Data Platform Scores California Police Departments a Resounding “F” for Racial Bias

    Every person in prison is a policy failure,” is a common phrase in abolitionist circles. But of course it’s not just policy that is failing people; it’s also police departments. A new project called the Police Scorecard has found Californian urban police departments to be particularly bad at acting fairly and keeping people safe.

    Launched on May 30, the ongoing study from Campaign Zero—a “data-informed platform” tracking police violence and criminal justice reform across the country—”grades” the police agencies of California’s 100 biggest cities according to police violence, accountability and policies. The scores were rendered by calculating percentiles from data on use of force, unarmed civilian killings and racially-biased arrest rates.

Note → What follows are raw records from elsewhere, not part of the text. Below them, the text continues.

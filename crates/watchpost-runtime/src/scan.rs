//! Scan orchestration: servers -> text channels -> recent messages.
//!
//! Channels of one server are fetched in concurrent batches with a pause
//! between batches; servers are scanned in concurrent batches without a
//! pause. Every unit reports a tagged outcome so one failing channel or
//! server never aborts its siblings.

use std::future::Future;
use std::time::Duration;

use chrono::{DateTime, Utc};
use futures_util::future::join_all;
use tracing::{debug, info, warn};
use watchpost_source::{message_url, MessageSource, SourceChannel, SourceMessage, SourceServer};

use crate::filter::{evaluate, FilterDecision, MessageFilter};

pub const DEFAULT_PAGE_SIZE: usize = 100;
pub const DEFAULT_CHANNEL_BATCH_SIZE: usize = 5;
pub const DEFAULT_SERVER_BATCH_SIZE: usize = 3;
pub const DEFAULT_CHANNEL_BATCH_DELAY_MS: u64 = 1_000;

#[derive(Debug, Clone, PartialEq, Eq)]
pub struct ScanConfig {
    pub server_ids: Vec<String>,
    /// Single page fetched per channel; older history is not revisited.
    pub page_size: usize,
    pub channel_batch_size: usize,
    pub server_batch_size: usize,
    pub channel_batch_delay: Duration,
}

impl Default for ScanConfig {
    fn default() -> Self {
        Self {
            server_ids: Vec::new(),
            page_size: DEFAULT_PAGE_SIZE,
            channel_batch_size: DEFAULT_CHANNEL_BATCH_SIZE,
            server_batch_size: DEFAULT_SERVER_BATCH_SIZE,
            channel_batch_delay: Duration::from_millis(DEFAULT_CHANNEL_BATCH_DELAY_MS),
        }
    }
}

/// A message that passed the filter during this run. Not persisted.
#[derive(Debug, Clone, PartialEq, Eq)]
pub struct MatchCandidate {
    pub server_id: String,
    pub server_name: String,
    pub channel_id: String,
    pub channel_name: String,
    pub message_id: String,
    pub author_id: String,
    pub author_name: String,
    pub content: String,
    pub message_url: String,
    /// Decoded from the message id.
    pub sent_at: DateTime<Utc>,
    pub matched_keywords: Vec<String>,
}

#[derive(Debug, Clone, PartialEq, Eq)]
pub enum ChannelScanOutcome {
    Scanned {
        messages_examined: usize,
        excluded: usize,
        matches: Vec<MatchCandidate>,
    },
    /// Access was denied; counted as skipped, not as an error.
    Skipped { reason: String },
    Failed { error: String },
}

#[derive(Debug, Clone, PartialEq, Eq)]
pub struct ChannelScanResult {
    pub channel_id: String,
    pub channel_name: String,
    pub outcome: ChannelScanOutcome,
}

#[derive(Debug, Clone, PartialEq, Eq)]
pub enum ServerScanOutcome {
    Scanned { channels: Vec<ChannelScanResult> },
    Failed { error: String },
}

#[derive(Debug, Clone, PartialEq, Eq)]
pub struct ServerScanResult {
    pub server_id: String,
    pub server_name: Option<String>,
    pub outcome: ServerScanOutcome,
}

impl ServerScanResult {
    fn channels(&self) -> &[ChannelScanResult] {
        match &self.outcome {
            ServerScanOutcome::Scanned { channels } => channels,
            ServerScanOutcome::Failed { .. } => &[],
        }
    }
}

#[derive(Debug, Clone, Default, PartialEq, Eq)]
pub struct ScanReport {
    pub servers: Vec<ServerScanResult>,
}

impl ScanReport {
    pub fn servers_scanned(&self) -> usize {
        self.servers
            .iter()
            .filter(|server| matches!(server.outcome, ServerScanOutcome::Scanned { .. }))
            .count()
    }

    pub fn server_errors(&self) -> usize {
        self.servers.len() - self.servers_scanned()
    }

    fn channel_results(&self) -> impl Iterator<Item = &ChannelScanResult> {
        self.servers.iter().flat_map(|server| server.channels().iter())
    }

    pub fn channels_scanned(&self) -> usize {
        self.channel_results()
            .filter(|channel| matches!(channel.outcome, ChannelScanOutcome::Scanned { .. }))
            .count()
    }

    pub fn channels_skipped(&self) -> usize {
        self.channel_results()
            .filter(|channel| matches!(channel.outcome, ChannelScanOutcome::Skipped { .. }))
            .count()
    }

    pub fn messages_examined(&self) -> usize {
        self.channel_results()
            .map(|channel| match &channel.outcome {
                ChannelScanOutcome::Scanned {
                    messages_examined, ..
                } => *messages_examined,
                _ => 0,
            })
            .sum()
    }

    pub fn candidates(&self) -> impl Iterator<Item = &MatchCandidate> {
        self.channel_results()
            .filter_map(|channel| match &channel.outcome {
                ChannelScanOutcome::Scanned { matches, .. } => Some(matches.iter()),
                _ => None,
            })
            .flatten()
    }

    /// Flat list of server-level and channel-level failures.
    pub fn errors(&self) -> Vec<String> {
        let mut errors = Vec::new();
        for server in &self.servers {
            match &server.outcome {
                ServerScanOutcome::Failed { error } => {
                    errors.push(format!("server {}: {error}", server.server_id));
                }
                ServerScanOutcome::Scanned { channels } => {
                    for channel in channels {
                        if let ChannelScanOutcome::Failed { error } = &channel.outcome {
                            errors.push(format!(
                                "server {} channel {} (#{}): {error}",
                                server.server_id, channel.channel_id, channel.channel_name
                            ));
                        }
                    }
                }
            }
        }
        errors
    }
}

/// Runs `task` over `items` in batches of `batch_size`, awaiting each batch
/// fully before sleeping `pause` and starting the next one.
pub(crate) async fn run_in_batches<'a, T, R, F, Fut>(
    items: &'a [T],
    batch_size: usize,
    pause: Duration,
    mut task: F,
) -> Vec<R>
where
    F: FnMut(&'a T) -> Fut,
    Fut: Future<Output = R>,
{
    let batch_size = batch_size.max(1);
    let batch_count = items.len().div_ceil(batch_size);
    let mut results = Vec::with_capacity(items.len());
    for (index, batch) in items.chunks(batch_size).enumerate() {
        results.extend(join_all(batch.iter().map(&mut task)).await);
        if !pause.is_zero() && index + 1 < batch_count {
            tokio::time::sleep(pause).await;
        }
    }
    results
}

fn dedup_server_ids(server_ids: &[String]) -> Vec<String> {
    let mut unique = Vec::with_capacity(server_ids.len());
    for id in server_ids {
        let id = id.trim();
        if !id.is_empty() && !unique.iter().any(|known: &String| known == id) {
            unique.push(id.to_string());
        }
    }
    unique
}

/// Scans every configured server for messages sent at or after `cutoff`.
pub async fn scan_servers(
    source: &dyn MessageSource,
    filter: &dyn MessageFilter,
    config: &ScanConfig,
    cutoff: DateTime<Utc>,
) -> ScanReport {
    let server_ids = dedup_server_ids(&config.server_ids);
    info!(
        servers = server_ids.len(),
        cutoff = %cutoff.to_rfc3339(),
        "starting keyword scan"
    );
    let servers = run_in_batches(
        &server_ids,
        config.server_batch_size,
        Duration::ZERO,
        |server_id| scan_server(source, filter, config, server_id, cutoff),
    )
    .await;
    ScanReport { servers }
}

async fn scan_server(
    source: &dyn MessageSource,
    filter: &dyn MessageFilter,
    config: &ScanConfig,
    server_id: &str,
    cutoff: DateTime<Utc>,
) -> ServerScanResult {
    let server = match source.fetch_server(server_id).await {
        Ok(server) => server,
        Err(error) => {
            warn!(server_id, %error, "failed to fetch server, skipping its channels");
            return ServerScanResult {
                server_id: server_id.to_string(),
                server_name: None,
                outcome: ServerScanOutcome::Failed {
                    error: error.to_string(),
                },
            };
        }
    };
    let channels = match source.fetch_channels(server_id).await {
        Ok(channels) => channels,
        Err(error) => {
            warn!(server_id, %error, "failed to list server channels");
            return ServerScanResult {
                server_id: server_id.to_string(),
                server_name: Some(server.name),
                outcome: ServerScanOutcome::Failed {
                    error: error.to_string(),
                },
            };
        }
    };

    let text_channels = channels
        .into_iter()
        .filter(SourceChannel::is_text)
        .collect::<Vec<_>>();
    debug!(
        server_id,
        server = %server.name,
        channels = text_channels.len(),
        "scanning text channels"
    );
    let channels = run_in_batches(
        &text_channels,
        config.channel_batch_size,
        config.channel_batch_delay,
        |channel| scan_channel(source, filter, config, &server, channel, cutoff),
    )
    .await;

    ServerScanResult {
        server_id: server_id.to_string(),
        server_name: Some(server.name),
        outcome: ServerScanOutcome::Scanned { channels },
    }
}

async fn scan_channel(
    source: &dyn MessageSource,
    filter: &dyn MessageFilter,
    config: &ScanConfig,
    server: &SourceServer,
    channel: &SourceChannel,
    cutoff: DateTime<Utc>,
) -> ChannelScanResult {
    let outcome = match source.fetch_messages(&channel.id, config.page_size).await {
        Ok(messages) => scan_page(filter, server, channel, &messages, cutoff),
        Err(error) if error.is_permission_denied() => {
            debug!(
                channel_id = %channel.id,
                channel = %channel.name,
                "no access to channel, skipping"
            );
            ChannelScanOutcome::Skipped {
                reason: error.to_string(),
            }
        }
        Err(error) => {
            warn!(channel_id = %channel.id, channel = %channel.name, %error, "channel scan failed");
            ChannelScanOutcome::Failed {
                error: error.to_string(),
            }
        }
    };
    ChannelScanResult {
        channel_id: channel.id.clone(),
        channel_name: channel.name.clone(),
        outcome,
    }
}

fn scan_page(
    filter: &dyn MessageFilter,
    server: &SourceServer,
    channel: &SourceChannel,
    messages: &[SourceMessage],
    cutoff: DateTime<Utc>,
) -> ChannelScanOutcome {
    let mut messages_examined = 0;
    let mut excluded = 0;
    let mut matches = Vec::new();
    for message in messages {
        let Some(sent_at) = message.created_at() else {
            debug!(message_id = %message.id, "message id does not decode to a timestamp");
            continue;
        };
        if sent_at < cutoff {
            continue;
        }
        messages_examined += 1;
        match evaluate(filter, message) {
            FilterDecision::NoMatch => {}
            FilterDecision::Excluded(reason) => {
                excluded += 1;
                debug!(
                    message_id = %message.id,
                    reason = reason.as_str(),
                    "keyword match excluded"
                );
            }
            FilterDecision::Matched { keywords } => {
                matches.push(MatchCandidate {
                    server_id: server.id.clone(),
                    server_name: server.name.clone(),
                    channel_id: channel.id.clone(),
                    channel_name: channel.name.clone(),
                    message_id: message.id.clone(),
                    author_id: message.author.id.clone(),
                    author_name: message.author.display_name().to_string(),
                    content: message.content.clone(),
                    message_url: message_url(&server.id, &channel.id, &message.id),
                    sent_at,
                    matched_keywords: keywords,
                });
            }
        }
    }
    ChannelScanOutcome::Scanned {
        messages_examined,
        excluded,
        matches,
    }
}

    The findings are troubling: Most departments received a score lower than 60 percent—in other words, an F.

    What does this mean on the ground? Half of people killed or seriously injured by police (49 percent) were unarmed. Across the state, Black people were arrested for misdemeanors at more than twice the per capita rate of white people. And police officers are three times likelier to shoot a Black person than a white one. 

    The team’s methodology serves as a critical reminder. The scorers used drug possession arrests to capture the scale of racial bias, highlighting how devastating the War on Drugs has been for communities of color. “Drug possession is a classic example,” of how Black and Latinx people are disproportionately targeted by police, even when racial and ethnic groups use illicit drugs at similar rates, described data scientist Sam Sinyangwe, an activist who developed the Scorecard. 

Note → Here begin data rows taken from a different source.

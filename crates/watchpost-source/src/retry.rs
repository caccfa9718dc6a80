use std::time::Duration;

pub(crate) fn parse_retry_after(headers: &reqwest::header::HeaderMap) -> Option<u64> {
    headers
        .get(reqwest::header::RETRY_AFTER)
        .and_then(|value| value.to_str().ok())
        .and_then(|value| value.trim().parse::<f64>().ok())
        .filter(|value| value.is_finite() && *value >= 0.0)
        .map(|value| (value * 1_000.0).ceil() as u64)
}

pub(crate) fn retry_delay(
    base_delay_ms: u64,
    attempt: usize,
    retry_after_ms: Option<u64>,
) -> Duration {
    if let Some(retry_after_ms) = retry_after_ms {
        return Duration::from_millis(retry_after_ms);
    }
    let exponent = attempt.saturating_sub(1).min(6) as u32;
    let scale = 2_u64.pow(exponent);
    Duration::from_millis(base_delay_ms.saturating_mul(scale))
}

pub(crate) fn is_retryable_status(status: u16) -> bool {
    status == 429 || (500..600).contains(&status)
}

pub(crate) fn is_retryable_transport_error(error: &reqwest::Error) -> bool {
    error.is_timeout() || error.is_connect() || error.is_request() || error.is_body()
}
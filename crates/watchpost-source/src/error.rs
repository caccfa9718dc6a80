use thiserror::Error;

#[derive(Debug, Error)]
/// Failure outcomes of a Discord API call.
pub enum SourceError {
    #[error("discord api {operation} denied access (status {status})")]
    PermissionDenied { operation: String, status: u16 },
    #[error("discord api {operation} failed with status {status}: {body}")]
    Status {
        operation: String,
        status: u16,
        body: String,
    },
    #[error("discord api {operation} request failed: {source}")]
    Transport {
        operation: String,
        #[source]
        source: reqwest::Error,
    },
    #[error("failed to decode discord {operation}: {source}")]
    Decode {
        operation: String,
        #[source]
        source: serde_json::Error,
    },
    #[error("invalid discord request: {0}")]
    InvalidRequest(String),
}

impl SourceError {
    /// True when the remote rejected access; callers treat this as a skip.
    pub fn is_permission_denied(&self) -> bool {
        matches!(self, Self::PermissionDenied { .. })
    }

    pub fn status(&self) -> Option<u16> {
        match self {
            Self::PermissionDenied { status, .. } | Self::Status { status, .. } => Some(*status),
            _ => None,
        }
    }
}

pub type SourceResult<T> = Result<T, SourceError>;
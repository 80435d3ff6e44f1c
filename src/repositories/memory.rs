//! InMemoryRepository - Store in memoria basato su DashMap
//!
//! Used by `STORAGE_BACKEND=memory` and by the HTTP integration tests. One
//! instance holds one collection; documents are keyed by their hex id.

use super::{Create, Delete, Read, ReadAll, Update};
use crate::core::object_id::new_object_id;
use crate::entities::Vehicle;
use async_trait::async_trait;
use bson::oid::ObjectId;
use dashmap::DashMap;
use sqlx::Error;
use tracing::{debug, instrument};

pub struct InMemoryRepository<E: Vehicle> {
    documents: DashMap<String, E>,
}

impl<E: Vehicle> InMemoryRepository<E> {
    pub fn new() -> Self {
        Self {
            documents: DashMap::new(),
        }
    }

    pub fn len(&self) -> usize {
        self.documents.len()
    }

    pub fn is_empty(&self) -> bool {
        self.documents.is_empty()
    }
}

impl<E: Vehicle> Default for InMemoryRepository<E> {
    fn default() -> Self {
        Self::new()
    }
}

#[async_trait]
impl<E: Vehicle> Create<E, E::Data> for InMemoryRepository<E> {
    #[instrument(skip(self, data), fields(kind = E::KIND))]
    async fn create(&self, data: &E::Data) -> Result<E, Error> {
        let entity = E::from_data(new_object_id(), data.clone());
        self.documents
            .insert(entity.id().to_string(), entity.clone());
        debug!("Stored document {}", entity.id());
        Ok(entity)
    }
}

#[async_trait]
impl<E: Vehicle> ReadAll<E> for InMemoryRepository<E> {
    async fn read_all(&self) -> Result<Vec<E>, Error> {
        let mut all: Vec<E> = self
            .documents
            .iter()
            .map(|entry| entry.value().clone())
            .collect();
        // gli ObjectId sono ordinati nel tempo: ordine ~ inserimento
        all.sort_by(|a, b| a.id().cmp(b.id()));
        Ok(all)
    }
}

#[async_trait]
impl<E: Vehicle> Read<E, ObjectId> for InMemoryRepository<E> {
    async fn read(&self, id: &ObjectId) -> Result<Option<E>, Error> {
        Ok(self
            .documents
            .get(&id.to_hex())
            .map(|entry| entry.value().clone()))
    }
}

#[async_trait]
impl<E: Vehicle> Update<E, E::Data, ObjectId> for InMemoryRepository<E> {
    #[instrument(skip(self, data), fields(kind = E::KIND, id = %id))]
    async fn update(&self, id: &ObjectId, data: &E::Data) -> Result<E, Error> {
        let key = id.to_hex();
        match self.documents.get_mut(&key) {
            Some(mut entry) => {
                *entry = E::from_data(key, data.clone());
                Ok(entry.value().clone())
            }
            None => Err(Error::RowNotFound),
        }
    }
}

#[async_trait]
impl<E: Vehicle> Delete<ObjectId> for InMemoryRepository<E> {
    #[instrument(skip(self), fields(kind = E::KIND, id = %id))]
    async fn delete(&self, id: &ObjectId) -> Result<(), Error> {
        self.documents
            .remove(&id.to_hex())
            .map(|_| ())
            .ok_or(Error::RowNotFound)
    }
}

#[cfg(test)]
mod tests {
    use super::*;
    use crate::dtos::CarDTO;
    use crate::entities::Car;

    fn car(model: &str) -> CarDTO {
        CarDTO {
            model: model.to_string(),
            year: 2019,
            color: "Blue".to_string(),
            status: Some(true),
            buy_value: 10000,
            doors_qty: 4,
            seats_qty: 5,
        }
    }

    #[tokio::test]
    async fn test_create_assigns_fresh_ids() {
        let repo = InMemoryRepository::<Car>::new();
        let a = repo.create(&car("Fiat Uno")).await.unwrap();
        let b = repo.create(&car("Ferrari")).await.unwrap();

        assert_ne!(a.id, b.id);
        assert_eq!(a.id.len(), 24);
        assert_eq!(repo.len(), 2);
    }

    #[tokio::test]
    async fn test_read_all_follows_insertion_order() {
        let repo = InMemoryRepository::<Car>::new();
        for model in ["Fiat Uno", "Ferrari", "Gol G5"] {
            repo.create(&car(model)).await.unwrap();
        }

        let models: Vec<String> = repo
            .read_all()
            .await
            .unwrap()
            .into_iter()
            .map(|c| c.model)
            .collect();
        assert_eq!(models, ["Fiat Uno", "Ferrari", "Gol G5"]);
    }

    #[tokio::test]
    async fn test_update_replaces_fields_and_keeps_id() {
        let repo = InMemoryRepository::<Car>::new();
        let created = repo.create(&car("Fiat Uno")).await.unwrap();
        let id = ObjectId::parse_str(&created.id).unwrap();

        let mut replacement = car("Fiat Uno Mille");
        replacement.status = None;
        let updated = repo.update(&id, &replacement).await.unwrap();

        assert_eq!(updated.id, created.id);
        assert_eq!(updated.model, "Fiat Uno Mille");
        assert_eq!(updated.status, None);
        assert_eq!(repo.read(&id).await.unwrap(), Some(updated));
    }

    #[tokio::test]
    async fn test_missing_documents_are_row_not_found() {
        let repo = InMemoryRepository::<Car>::new();
        let id = ObjectId::new();

        assert!(repo.read(&id).await.unwrap().is_none());
        assert!(matches!(
            repo.update(&id, &car("Fiat Uno")).await,
            Err(Error::RowNotFound)
        ));
        assert!(matches!(repo.delete(&id).await, Err(Error::RowNotFound)));
    }

    #[tokio::test]
    async fn test_delete_removes_document() {
        let repo = InMemoryRepository::<Car>::new();
        let created = repo.create(&car("Fiat Uno")).await.unwrap();
        let id = ObjectId::parse_str(&created.id).unwrap();

        repo.delete(&id).await.unwrap();
        assert!(repo.is_empty());
    }
}
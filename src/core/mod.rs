//! Core Module - Componenti infrastrutturali dell'applicazione
//!
//! Questo modulo contiene tutti i componenti "core" dell'applicazione:
//! - Configurazione
//! - Logging
//! - Gestione errori
//! - Identificativi dei documenti
//! - Stato applicazione

pub mod config;
pub mod error;
pub mod logging;
pub mod object_id;
pub mod state;

// Re-exports per facilitare l'import
pub use config::{Config, StorageBackend};
pub use error::AppError;
pub use state::AppState;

    “We wanted to create an indicator that shows how departments are overpolicing and arresting for things white people are doing,” Sinyangwe told Filter.

    Drug possession arrests are not just driving mass incarceration; they also form the basis for police interactions that could turn deadly. “We also wanted to address that the arrest or the police contact is the first part of the equations, and the use of the deadly force is another part of the racial bias,” said Sinyangwe. “To calculate racial bias in each police department, we combined the racial disparities within drug possession arrests and racial disparities within the use of deadly force.”

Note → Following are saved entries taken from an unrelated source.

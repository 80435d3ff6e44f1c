//! Common repository traits
//!
//! This module defines generic interfaces for document operations. The traits are
//! object safe (through `async_trait`) so the application state can hold any backend
//! behind an `Arc<dyn VehicleRepository<_>>`.

use crate::entities::Vehicle;
use async_trait::async_trait;
use bson::oid::ObjectId;

/// Trait for creating new entities in the store
///
/// # Type Parameters
/// * `Entity` - Type of the returned entity (with ID assigned on insert)
/// * `CreateDTO` - DTO for creation (without ID, will be automatically generated)
#[async_trait]
pub trait Create<Entity, CreateDTO> {
    /// Creates a new entity in the store
    ///
    /// # Arguments
    /// * `data` - DTO containing the data for creation (without ID)
    ///
    /// # Returns
    /// * `Ok(Entity)` - Created entity with its new ID
    /// * `Err(sqlx::Error)` - Error during insertion
    async fn create(&self, data: &CreateDTO) -> Result<Entity, sqlx::Error>;
}

/// Trait for reading a single entity by primary key
///
/// # Type Parameters
/// * `Entity` - Type of the entity to read
/// * `Id` - Type of the primary key
#[async_trait]
pub trait Read<Entity, Id> {
    /// Reads an entity by its primary key
    ///
    /// # Returns
    /// * `Ok(Some(Entity))` - Entity found
    /// * `Ok(None)` - No entity with that ID
    /// * `Err(sqlx::Error)` - Error during reading
    async fn read(&self, id: &Id) -> Result<Option<Entity>, sqlx::Error>;
}

/// Trait for reading a whole collection
#[async_trait]
pub trait ReadAll<Entity> {
    /// Reads every entity of the collection, ordered by ID
    ///
    /// # Returns
    /// * `Ok(Vec<Entity>)` - All entities (can be empty)
    /// * `Err(sqlx::Error)` - Error during reading
    async fn read_all(&self) -> Result<Vec<Entity>, sqlx::Error>;
}

/// Trait for updating existing entities
///
/// # Type Parameters
/// * `Entity` - Type of the updated entity
/// * `UpdateDTO` - DTO for updating (every field is replaced)
/// * `Id` - Type of the primary key
#[async_trait]
pub trait Update<Entity, UpdateDTO, Id> {
    /// Replaces an existing entity, keeping its ID
    ///
    /// # Returns
    /// * `Ok(Entity)` - Updated entity
    /// * `Err(sqlx::Error::RowNotFound)` - No entity with that ID
    /// * `Err(sqlx::Error)` - Error during update
    async fn update(&self, id: &Id, data: &UpdateDTO) -> Result<Entity, sqlx::Error>;
}

/// Trait for deleting entities
///
/// # Type Parameters
/// * `Id` - Type of the primary key
#[async_trait]
pub trait Delete<Id> {
    /// Deletes an entity from the store
    ///
    /// # Returns
    /// * `Ok(())` - Deletion successful
    /// * `Err(sqlx::Error::RowNotFound)` - No entity with that ID
    /// * `Err(sqlx::Error)` - Error during deletion
    async fn delete(&self, id: &Id) -> Result<(), sqlx::Error>;
}

/// Full CRUD contract for a vehicle collection
pub trait VehicleRepository<E: Vehicle>:
    Create<E, E::Data>
    + ReadAll<E>
    + Read<E, ObjectId>
    + Update<E, E::Data, ObjectId>
    + Delete<ObjectId>
    + Send
    + Sync
{
}

impl<E, T> VehicleRepository<E> for T
where
    E: Vehicle,
    T: Create<E, E::Data>
        + ReadAll<E>
        + Read<E, ObjectId>
        + Update<E, E::Data, ObjectId>
        + Delete<ObjectId>
        + Send
        + Sync,
{
}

    The vast majority of California’s 100 largest city police agencies—89, to be exact—arrested Black people for drug possession at higher rates than whites. And police made almost double the number of drug possession arrests than they did for all violent crimes combined.  

    Source: Police Scorecard 

    While racial targeting is pervasive across California, Sinyangwe emphasized that activist work needs to attend specifically to each police agency if real transformation is to be achieved. “Not all the departments have the same problems. That’s the point of the score card: to help communities wrestle with problems that are most acute.”

    “I think about Oakland,” Sinyangwe continued. “Use of force complaints have decreased, but there still exists extreme racially-disparate arrests. That involves going beyond use of force. That goes to police department’s priorities. The data can help communities make those changes.”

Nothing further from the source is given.